Igor Fernández
PSICOLOGÍA

¿Para qué?

Los motivos por los que llevamos adelante nuestras acciones dan sentido no solo a nuestra acción concreta sino también a nuestra actitud ante la vida, nuestros posicionamientos en las relaciones o la manera en la que llevamos adelante nuestra propia trayectoria. En las acciones concretas, pequeñas, también se encuentran embebidas nuestras creencias, nuestros valores. Sin embargo, ese ‘para qué’ necesita un feedback, una devolución, un retorno por parte del entorno para que podamos mantenerlo. Es decir, necesitamos comprobar que nuestras acciones inciden en el mundo de una manera deseada para confirmarnos que estamos en el buen camino, que podemos seguir invirtiendo esfuerzos en esa línea de actuación.

Como adultos, estas apuestas suelen ser más conscientes, podemos evaluarlas y redecidirlas si no funcionan; solemos tener opciones si no acertamos, a pesar de las consecuencias, y el para qué, es una guía estupenda. Sin embargo, no en todos los momentos de la vida el abanico está ni tan nutrido ni está tan a mano. Pensar en el ‘para qué’ no es una opción tan plausible, por ejemplo, para un niño o una niña que tiene que afrontar situaciones irresolubles, por dos razones fundamentales: una, que cualquier acción que adoptaran, no cambiaría las cosas; y, dos, que no suelen tener el poder de ejecutar muchas de las decisiones que tomarían.

Con ‘irresoluble’ me refiero a la cualidad de las experiencias cotidianas como consecuencia de las decisiones irrefutables de los adultos sobre ellos, o las propias de su condición física vulnerable. Por ejemplo, ¿qué hacer si tienen fiebre o les duele la tripa mientras hace efecto el medicamento o expulsan lo que les ha sentado mal? ¿Cómo evitar el malestar de un ingreso hospitalario inevitable? ¿Qué hacer si tienen que cambiar de colegio sí o sí; o si en el colegio nuevo se les rechaza? ¿Qué pasa si se muere un familiar o si la gente de alrededor está tan impactada que no puede hacerse cargo? Solemos pensar que hoy los niños reciben demasiadas atenciones, se les pregunta demasiado o se les tiene sobreprotegidos, sin embargo, hay multitud de ocasiones en las que, por incapacidad adulta, ellos no pueden integrar experiencias como las del párrafo anterior tan fácilmente.
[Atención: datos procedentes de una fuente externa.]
// Copyright (C) 2022-2025 Michael Herstine <sp1ff@pobox.com>
//
// This file is part of gelf-udp.
//
// gelf-udp is free software: you can redistribute it and/or modify it under the terms of the GNU
// General Public License as published by the Free Software Foundation, either version 3 of the
// License, or (at your option) any later version.
//
// gelf-udp is distributed in the hope that it will be useful, but WITHOUT ANY WARRANTY; without
// even the implied warranty of MERCHANTABILITY or FITNESS FOR A PARTICULAR PURPOSE.  See the GNU
// General Public License for more details.
//
// You should have received a copy of the GNU General Public License along with gelf-udp.  If not,
// see <http://www.gnu.org/licenses/>.

//! The packet connection boundary.
//!
//! This module defines the [`PacketConnection`] trait a [`Client`] sends its datagrams through,
//! along with implementations for UDP & Unix datagram sockets. The client neither opens nor
//! closes the connection; that's up to the caller, as are socket options such as write
//! timeouts.
//!
//! [`Client`]: crate::client::Client
//!
//! # Examples
//!
//! To send GELF over UDP to a Graylog input listening on port 12201 (the default) on localhost:
//!
//! ```rust
//! use gelf_udp::transport::local_udp_socket;
//! let socket = local_udp_socket().unwrap();
//! ```
//!
//! On a non-standard port on another host:
//!
//! ```rust
//! use gelf_udp::transport::udp_socket;
//! let socket = udp_socket("some-host.invalid:5514");
//! assert!(socket.is_err()); // no such host, after all
//! ```

use crate::error::{Error, Result};

use backtrace::Backtrace;

use std::{
    net::{SocketAddr, ToSocketAddrs, UdpSocket},
    sync::Arc,
    time::Duration,
};

#[cfg(unix)]
use std::{os::unix::net::UnixDatagram, path::PathBuf};

////////////////////////////////////////////////////////////////////////////////////////////////////
//                                       packet connections                                       //
////////////////////////////////////////////////////////////////////////////////////////////////////

/// Operations a packet connection must support.
///
/// Implementations must be callable through a shared reference; a
/// [`Client`](crate::client::Client) may be sending several messages at once from different
/// threads, and whatever synchronization the underlying connection needs is its own business.
pub trait PacketConnection {
    /// Destination address type; opaque to this crate beyond being handed back to
    /// [`send_to`](PacketConnection::send_to).
    type Addr;
    /// Send one datagram to `addr`, or to the connection's peer if `addr` is `None`.
    fn send_to(&self, buf: &[u8], addr: Option<&Self::Addr>) -> Result<usize>;
    /// Bound the time a single send may block; `None` means forever.
    fn set_write_timeout(&self, _dur: Option<Duration>) -> Result<()> {
        Ok(())
    }
}

fn transport_error(err: std::io::Error) -> Error {
    Error::Transport {
        source: Box::new(err),
        back: Backtrace::new(),
    }
}

impl PacketConnection for UdpSocket {
    type Addr = SocketAddr;
    fn send_to(&self, buf: &[u8], addr: Option<&SocketAddr>) -> Result<usize> {
        let sent = match addr {
            Some(addr) => UdpSocket::send_to(self, buf, addr),
            None => self.send(buf),
        };
        sent.map_err(transport_error)
    }
    fn set_write_timeout(&self, dur: Option<Duration>) -> Result<()> {
        UdpSocket::set_write_timeout(self, dur).map_err(transport_error)
    }
}

#[cfg(unix)]
impl PacketConnection for UnixDatagram {
    type Addr = PathBuf;
    fn send_to(&self, buf: &[u8], addr: Option<&PathBuf>) -> Result<usize> {
        let sent = match addr {
            Some(path) => UnixDatagram::send_to(self, buf, path),
            None => self.send(buf),
        };
        sent.map_err(transport_error)
    }
    fn set_write_timeout(&self, dur: Option<Duration>) -> Result<()> {
        UnixDatagram::set_write_timeout(self, dur).map_err(transport_error)
    }
}

impl<T: PacketConnection + ?Sized> PacketConnection for &T {
    type Addr = T::Addr;
    fn send_to(&self, buf: &[u8], addr: Option<&Self::Addr>) -> Result<usize> {
        (**self).send_to(buf, addr)
    }
    fn set_write_timeout(&self, dur: Option<Duration>) -> Result<()> {
        (**self).set_write_timeout(dur)
    }
}

impl<T: PacketConnection + ?Sized> PacketConnection for Arc<T> {
    type Addr = T::Addr;
    fn send_to(&self, buf: &[u8], addr: Option<&Self::Addr>) -> Result<usize> {
        (**self).send_to(buf, addr)
    }
    fn set_write_timeout(&self, dur: Option<Duration>) -> Result<()> {
        (**self).set_write_timeout(dur)
    }
}

////////////////////////////////////////////////////////////////////////////////////////////////////
//                                     convenience constructors                                   //
////////////////////////////////////////////////////////////////////////////////////////////////////

/// The conventional Graylog GELF UDP input port
pub const DEFAULT_GELF_PORT: u16 = 12201;

/// Bind a UDP socket to an ephemeral port & connect it to `addr`.
///
/// The returned socket is pre-connected, so a [`Client`](crate::client::Client) using it needs no
/// server address.
pub fn udp_socket<A: ToSocketAddrs>(addr: A) -> Result<UdpSocket> {
    // Prefer IPv4 when a name resolves to both families ("localhost", e.g.).
    let candidates: Vec<SocketAddr> = addr.to_socket_addrs().map_err(transport_error)?.collect();
    let peer = candidates
        .iter()
        .find(|addr| addr.is_ipv4())
        .or_else(|| candidates.first())
        .copied()
        .ok_or_else(|| {
            transport_error(std::io::Error::new(
                std::io::ErrorKind::NotFound,
                "address resolved to nothing",
            ))
        })?;
    // Bind to any available port on the matching address family...
    let local: SocketAddr = if peer.is_ipv4() {
        ([0u8; 4], 0).into()
    } else {
        ([0u16; 8], 0).into()
    };
    let socket = UdpSocket::bind(local).map_err(transport_error)?;
    // and connect to the Graylog input at `peer`:
    socket.connect(peer).map_err(transport_error)?;
    Ok(socket)
}

/// Bind a UDP socket connected to localhost:12201
pub fn local_udp_socket() -> Result<UdpSocket> {
    udp_socket(("localhost", DEFAULT_GELF_PORT))
}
Cuando hablo de la incapacidad adulta me refiero, no solo a la falta de experiencia de unos padres primerizos, sino también a la falta de contacto, de escucha; pero, sobre todo, de presencia.

Y es que, ante lo que no se puede cambiar, los niños, y por ende los adolescentes y, de otro modo, los adultos, necesitan la presencia de otra persona implicada que les ayude a diluir las sensaciones que les pueden sobrepasar, simplemente gracias al deseo de esa otra persona de estar con ellos, al ritmo que necesiten, escuchando o simplemente con un contacto físico que alivie. Notar ese deseo de parte de la otra persona es en sí reconfortante, y notar además su calma, su consistencia, les ayuda a incorporar parte de la misma a sí, como si fuera una ósmosis que permite vivir dentro lo que aún no se tiene: la calma.

Por esa razón es tan relevante acompañarles en lo que no pueden cambiar, porque de este modo, la sensación de capacidad de afrontamiento –aunque no haya nada que se pueda hacer– se preservará para otras ocasiones, y no se instalará otra acepción de ese ‘para qué’, aquella que refleja desilusión, abatimiento, e incluso derrota. Llegado ese punto no lo dirán como lo diríamos nosotros, sino que lo dirán con tristeza en el cuerpo, o con irritabilidad y –esperemos que no– finalmente, quietud y desinterés. Incluso pueden llegar a preguntarse el para qué de sentir, de ser vulnerables, si nadie va a estar ahí y “yo solo, o sola, no voy a poder”. La presencia y la implicación con lo que no podemos cambiar, preserva la motivación y el entusiasmo del futuro.